Task requirements: Set down exactly, with nothing added, the lines from the one containing "return Err(MediaError::FileNotFound(src.to_path_buf()));" through the end of the entries.

Saved entries
········
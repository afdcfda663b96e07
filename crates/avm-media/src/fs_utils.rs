//! Filesystem helpers for producing outputs atomically.

use std::path::{Path, PathBuf};
use tokio::fs;

use crate::error::{MediaError, MediaResult};

/// Temporary sibling path FFmpeg writes to before the final rename.
///
/// The extension is kept so FFmpeg still infers the container.
pub fn partial_path(output: &Path) -> PathBuf {
    let stem = output
        .file_stem()
        .map(|s| s.to_string_lossy().to_string())
        .unwrap_or_else(|| "output".to_string());
    let name = match output.extension() {
        Some(ext) => format!("{}.partial.{}", stem, ext.to_string_lossy()),
        None => format!("{}.partial", stem),
    };
    output.with_file_name(name)
}

/// Create the parent directory of `path` if needed.
pub async fn ensure_parent(path: &Path) -> MediaResult<()> {
    if let Some(parent) = path.parent() {
        if !parent.as_os_str().is_empty() && !parent.exists() {
            fs::create_dir_all(parent).await?;
        }
    }
    Ok(())
}

/// Move a file from `src` to `dst`, handling cross-device moves.
///
/// Tries a rename first. On EXDEV it copies to a temporary file next to
/// `dst`, renames that into place and removes `src`.
pub async fn move_file(src: impl AsRef<Path>, dst: impl AsRef<Path>) -> MediaResult<()> {
    let src = src.as_ref();
    let dst = dst.as_ref();

    ensure_parent(dst).await?;

    match fs::rename(src, dst).await {
        Ok(()) => Ok(()),
        Err(e) if is_cross_device_error(&e) => {
            tracing::debug!(
                "Cross-device rename detected, falling back to copy+delete: {} -> {}",
                src.display(),
                dst.display()
            );
            copy_file(src, dst).await?;
            fs::remove_file(src).await?;
            Ok(())
        }
        Err(e) => Err(MediaError::from(e)),
    }
}

/// Copy a file so that `dst` only ever appears complete.
pub async fn copy_file(src: impl AsRef<Path>, dst: impl AsRef<Path>) -> MediaResult<()> {
    let src = src.as_ref();
    let dst = dst.as_ref();

    if !src.exists() {
        return Err(MediaError::FileNotFound(src.to_path_buf()));
    }

    ensure_parent(dst).await?;

    let tmp = partial_path(dst);
    if let Err(e) = fs::copy(src, &tmp).await {
        let _ = fs::remove_file(&tmp).await;
        return Err(e.into());
    }
    fs::rename(&tmp, dst).await?;
    Ok(())
}

/// Check if an IO error is EXDEV (cross-device link).
fn is_cross_device_error(e: &std::io::Error) -> bool {
    // EXDEV is error code 18 on Linux/macOS
    e.raw_os_error() == Some(18)
}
········
Solution below:
        return Err(MediaError::FileNotFound(src.to_path_buf()));
    }

    ensure_parent(dst).await?;

    let tmp = partial_path(dst);
    if let Err(e) = fs::copy(src, &tmp).await {
        let _ = fs::remove_file(&tmp).await;
        return Err(e.into());
    }
    fs::rename(&tmp, dst).await?;
    Ok(())
}

/// Check if an IO error is EXDEV (cross-device link).
fn is_cross_device_error(e: &std::io::Error) -> bool {
    // EXDEV is error code 18 on Linux/macOS
    e.raw_os_error() == Some(18)
}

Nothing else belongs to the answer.